Miroslav Tushev

Classifying Mobile Applications Using Word Embeddings. F. Ebrahimi, M. Tushev, and A. Mahmoud, Transactions on Software Engineering and Methodology (TOSEM), 2021



Modern application stores enable developers to classify their apps by choosing from a set of generic categories, or genres, such as health, games, and music. These categories are typically static—new categories do not necessarily emerge over time to reflect innovations in the mobile software landscape. With thousands of apps classified under each category, locating apps that match a specific consumer interest can be a challenging task. To overcome this challenge, in this paper, we propose an automated approach for classifying mobile apps into more focused categories of functionally-related application domains. Our aim is to enhance apps visibility and discoverability. Specifically, we employ word embeddings to generate numeric semantic representations of app descriptions. These representations are then classified to generate more cohesive categories of apps. Our empirical investigation is conducted using a dataset of 600 apps, sampled from the Education, Health&Fitness, and Medical categories of the Apple App Store.

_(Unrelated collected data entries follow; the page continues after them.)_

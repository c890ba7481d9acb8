//! Single-owner storage blocks.
//!
//! An [`OwnedBlock`] owns one allocation of `capacity` uninitialized slots
//! and returns it to [`RawAllocator`] when dropped. It knows nothing about
//! which slots hold live values: callers must drop their elements before
//! the block goes away, or deliberately relocate them elsewhere.

#![allow(unsafe_code)]

use std::fmt;
use std::marker::PhantomData;
use std::mem;
use std::ptr::NonNull;

use crate::error::AllocError;
use crate::raw::RawAllocator;

/// Exclusively owned, contiguous, uninitialized storage for `T`.
///
/// The empty block (capacity 0) holds no allocation and is free to create
/// and drop. Blocks are never shared and never cloned.
pub struct OwnedBlock<T> {
    ptr: NonNull<T>,
    capacity: usize,
    /// Marks logical ownership of `T` storage for variance and auto traits.
    _marker: PhantomData<T>,
}

// SAFETY: the block is uniquely owned storage; sending it moves the only
// handle to the memory, exactly like `Box<[MaybeUninit<T>]>`.
unsafe impl<T: Send> Send for OwnedBlock<T> {}
// SAFETY: shared access only hands out `*const T`; reads through it are
// governed by the owner's `&self` borrow.
unsafe impl<T: Sync> Sync for OwnedBlock<T> {}

impl<T> OwnedBlock<T> {
    /// The empty block. No allocation is made.
    pub const fn empty() -> Self {
        Self {
            ptr: NonNull::dangling(),
            capacity: 0,
            _marker: PhantomData,
        }
    }

    /// Allocate a block with room for exactly `capacity` values.
    ///
    /// `capacity == 0` yields [`OwnedBlock::empty`].
    pub fn allocate(capacity: usize) -> Result<Self, AllocError> {
        if capacity == 0 {
            return Ok(Self::empty());
        }
        let ptr = RawAllocator::<T>::allocate(capacity)?;
        Ok(Self {
            ptr,
            capacity,
            _marker: PhantomData,
        })
    }

    /// Number of slots in the block.
    pub fn capacity(&self) -> usize {
        self.capacity
    }

    /// Whether this is the empty block.
    pub fn is_empty(&self) -> bool {
        self.capacity == 0
    }

    /// Pointer to slot 0.
    ///
    /// Dangling (but aligned) when the block is empty or `T` is zero-sized.
    pub fn as_ptr(&self) -> *const T {
        self.ptr.as_ptr()
    }

    /// Mutable pointer to slot 0.
    pub fn as_mut_ptr(&mut self) -> *mut T {
        self.ptr.as_ptr()
    }

    /// Exchange storage with `other`.
    pub fn swap(&mut self, other: &mut Self) {
        mem::swap(self, other);
    }

    /// Move the storage out, leaving `self` empty.
    pub fn take(&mut self) -> Self {
        mem::replace(self, Self::empty())
    }
}

impl<T> Default for OwnedBlock<T> {
    fn default() -> Self {
        Self::empty()
    }
}

impl<T> Drop for OwnedBlock<T> {
    fn drop(&mut self) {
        // SAFETY: `ptr` came from `RawAllocator::<T>::allocate(capacity)` or
        // is the dangling empty pointer with capacity 0, which deallocate
        // treats as a no-op. The block is dropped exactly once.
        unsafe { RawAllocator::<T>::deallocate(self.ptr, self.capacity) };
    }
}

impl<T> fmt::Debug for OwnedBlock<T> {
    fn fmt(&self, f: &mut fmt::Formatter<'_>) -> fmt::Result {
        f.debug_struct("OwnedBlock")
            .field("ptr", &self.ptr)
            .field("capacity", &self.capacity)
            .finish()
    }
}
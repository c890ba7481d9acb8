//! The growable array.
//!
//! [`DynArray`] owns one [`OwnedBlock`] and tracks how many of its leading
//! slots hold live values. Everything else in the crate exists to keep that
//! single invariant true across growth, cloning, moving, and unwinding.

#![allow(unsafe_code)]

use std::fmt;
use std::mem;
use std::ops::{Index, IndexMut};
use std::slice;

use ferrovec_alloc::{AllocError, OwnedBlock};

use crate::config::GrowthConfig;
use crate::transfer;

/// A contiguous, growable array of `T`.
///
/// Slots `0..len` of the block hold live values; slots `len..capacity` are
/// uninitialized. An empty array holds no allocation at all.
///
/// Appending to a full array grows it geometrically (see [`GrowthConfig`]),
/// which relocates every element and invalidates all previously obtained
/// references. The borrow checker enforces that rule.
///
/// `DynArray<T>` is `Send`/`Sync` exactly when `T` is.
pub struct DynArray<T> {
    block: OwnedBlock<T>,
    len: usize,
}

impl<T> DynArray<T> {
    /// An empty array. Does not allocate.
    pub const fn new() -> Self {
        Self {
            block: OwnedBlock::empty(),
            len: 0,
        }
    }

    /// Number of live elements.
    pub fn len(&self) -> usize {
        self.len
    }

    /// Number of slots available without reallocating.
    pub fn capacity(&self) -> usize {
        self.block.capacity()
    }

    /// Whether the array holds no live elements.
    pub fn is_empty(&self) -> bool {
        self.len == 0
    }

    /// Move the contents out, leaving `self` empty and reusable.
    ///
    /// No element is touched and nothing is allocated.
    pub fn take(&mut self) -> Self {
        Self {
            block: self.block.take(),
            len: mem::replace(&mut self.len, 0),
        }
    }

    /// Replace the contents of `self` with those of `source`.
    ///
    /// Everything `self` held is dropped and its block released; `source`
    /// is left empty. Never fails.
    pub fn move_from(&mut self, source: &mut Self) {
        *self = source.take();
    }

    /// Append `value`, growing if the array is full.
    ///
    /// Pass `value.clone()` to append a copy, or use
    /// [`push_cloned`](Self::push_cloned).
    ///
    /// # Panics
    ///
    /// Aborts via [`AllocError::raise`] if growth fails.
    pub fn push(&mut self, value: T) {
        if let Err(err) = self.try_push(value) {
            err.raise();
        }
    }

    /// Append `value`, reporting growth failure instead of aborting.
    ///
    /// On failure the array is unchanged and `value` is dropped.
    pub fn try_push(&mut self, value: T) -> Result<(), AllocError> {
        self.try_emplace_with(move || value)
    }

    /// Append a clone of `value`.
    pub fn push_cloned(&mut self, value: &T)
    where
        T: Clone,
    {
        self.emplace_with(|| value.clone());
    }

    /// Construct a new element from `args` directly in the next slot.
    ///
    /// `args` is forwarded to `T`'s `From` conversion after any growth, so
    /// `DynArray::<String>::emplace("text")` builds the `String` in place.
    pub fn emplace<A>(&mut self, args: A)
    where
        T: From<A>,
    {
        if let Err(err) = self.try_emplace(args) {
            err.raise();
        }
    }

    /// Fallible form of [`emplace`](Self::emplace).
    pub fn try_emplace<A>(&mut self, args: A) -> Result<(), AllocError>
    where
        T: From<A>,
    {
        self.try_emplace_with(move || T::from(args))
    }

    /// Construct a new element with `make` directly in the next slot.
    pub fn emplace_with<F>(&mut self, make: F)
    where
        F: FnOnce() -> T,
    {
        if let Err(err) = self.try_emplace_with(make) {
            err.raise();
        }
    }

    /// Fallible form of [`emplace_with`](Self::emplace_with).
    ///
    /// Growth happens before `make` runs. If growth fails, `make` is never
    /// called and the array is unchanged. If `make` panics, the length is
    /// not incremented and the slot stays uninitialized.
    pub fn try_emplace_with<F>(&mut self, make: F) -> Result<(), AllocError>
    where
        F: FnOnce() -> T,
    {
        if self.len == self.capacity() {
            self.grow()?;
        }
        // SAFETY: `len < capacity` after the check above, so the slot is
        // inside the block and uninitialized.
        unsafe { self.block.as_mut_ptr().add(self.len).write(make()) };
        self.len += 1;
        Ok(())
    }

    /// Reference to the element at `index` without bounds checking.
    ///
    /// # Safety
    ///
    /// `index` must be less than [`len`](Self::len).
    pub unsafe fn get_unchecked(&self, index: usize) -> &T {
        debug_assert!(index < self.len);
        // SAFETY: the caller guarantees `index < len`, so the slot is live.
        unsafe { &*self.block.as_ptr().add(index) }
    }

    /// Mutable reference to the element at `index` without bounds checking.
    ///
    /// # Safety
    ///
    /// `index` must be less than [`len`](Self::len).
    pub unsafe fn get_unchecked_mut(&mut self, index: usize) -> &mut T {
        debug_assert!(index < self.len);
        // SAFETY: the caller guarantees `index < len`, so the slot is live.
        unsafe { &mut *self.block.as_mut_ptr().add(index) }
    }

    /// Allocate the next block, relocate into it, and release the old one.
    ///
    /// The new block is fully acquired before anything is moved, so a
    /// failure leaves the array untouched.
    fn grow(&mut self) -> Result<(), AllocError> {
        let new_capacity = GrowthConfig::next_capacity(self.capacity())?;
        let mut new_block = OwnedBlock::allocate(new_capacity)?;

        // SAFETY: the old block holds `len` live values, the new one has
        // `new_capacity > len` free slots, and they are distinct allocations.
        unsafe { transfer::relocate(self.block.as_ptr(), new_block.as_mut_ptr(), self.len) };
        self.block.swap(&mut new_block);

        tracing::debug!(
            from = new_block.capacity(),
            to = new_capacity,
            len = self.len,
            "grew dynamic array"
        );
        // `new_block` now holds the vacated storage; dropping it only frees.
        Ok(())
    }

    /// Drop every live element, keeping the block.
    fn destroy_elements(&mut self) {
        let len = mem::replace(&mut self.len, 0);
        // SAFETY: slots `0..len` were live; `len` is already zero so a
        // panicking destructor cannot cause a second drop.
        unsafe { transfer::drop_run(self.block.as_mut_ptr(), len) };
    }

    fn as_slice(&self) -> &[T] {
        // SAFETY: slots `0..len` are live and the pointer is non-null and
        // aligned even when the block is empty.
        unsafe { slice::from_raw_parts(self.block.as_ptr(), self.len) }
    }
}

impl<T: Clone> DynArray<T> {
    /// Copy-construct, reporting allocation failure.
    ///
    /// The result has `len == capacity == self.len()`. An empty source
    /// produces an empty array without allocating. If an element's `clone`
    /// panics, the clones made so far are dropped and the new block is
    /// released before the panic propagates.
    pub fn try_clone(&self) -> Result<Self, AllocError> {
        if self.len == 0 {
            return Ok(Self::new());
        }
        let mut block = OwnedBlock::allocate(self.len)?;
        // SAFETY: `block` has exactly `self.len` fresh slots.
        unsafe { transfer::clone_into(self.as_slice(), block.as_mut_ptr()) };
        Ok(Self {
            block,
            len: self.len,
        })
    }

    /// Copy-assign from `source`, reporting allocation failure.
    ///
    /// If the current block is too small, `source` is cloned into a fresh
    /// block which is then swapped in; on failure `self` is unchanged.
    /// Otherwise the current elements are dropped and `source` is cloned
    /// into the existing block. A panicking `clone` on that path leaves the
    /// elements cloned so far in place.
    pub fn try_clone_from(&mut self, source: &Self) -> Result<(), AllocError> {
        if self.capacity() < source.len {
            let mut fresh = source.try_clone()?;
            mem::swap(self, &mut fresh);
            return Ok(());
        }

        self.destroy_elements();
        let dst = self.block.as_mut_ptr();
        for item in source.as_slice() {
            // SAFETY: `len < source.len <= capacity` and the slot was
            // emptied by `destroy_elements`.
            unsafe { dst.add(self.len).write(item.clone()) };
            self.len += 1;
        }
        Ok(())
    }
}

impl<T: Clone> Clone for DynArray<T> {
    fn clone(&self) -> Self {
        match self.try_clone() {
            Ok(array) => array,
            Err(err) => err.raise(),
        }
    }

    fn clone_from(&mut self, source: &Self) {
        if let Err(err) = self.try_clone_from(source) {
            err.raise();
        }
    }
}

impl<T> Drop for DynArray<T> {
    fn drop(&mut self) {
        self.destroy_elements();
        // The block releases its storage when the field is dropped.
    }
}

impl<T> Default for DynArray<T> {
    fn default() -> Self {
        Self::new()
    }
}

impl<T> Index<usize> for DynArray<T> {
    type Output = T;

    fn index(&self, index: usize) -> &T {
        assert!(
            index < self.len,
            "index out of bounds: the len is {} but the index is {}",
            self.len,
            index
        );
        // SAFETY: checked above.
        unsafe { self.get_unchecked(index) }
    }
}

impl<T> IndexMut<usize> for DynArray<T> {
    fn index_mut(&mut self, index: usize) -> &mut T {
        assert!(
            index < self.len,
            "index out of bounds: the len is {} but the index is {}",
            self.len,
            index
        );
        // SAFETY: checked above.
        unsafe { self.get_unchecked_mut(index) }
    }
}

impl<T: fmt::Debug> fmt::Debug for DynArray<T> {
    fn fmt(&self, f: &mut fmt::Formatter<'_>) -> fmt::Result {
        f.debug_list().entries(self.as_slice()).finish()
    }
}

The results show that, our classification algorithms achieve their best performance when app descriptions are vectorized using GloVe, a count-based model of word embeddings. Our findings are further validated using a dataset of Sharing Economy apps and the results are evaluated by 12 human subjects. The results show that GloVe combined with Support Vector Machines can produce app classifications that are aligned to a large extent with human-generated classifications.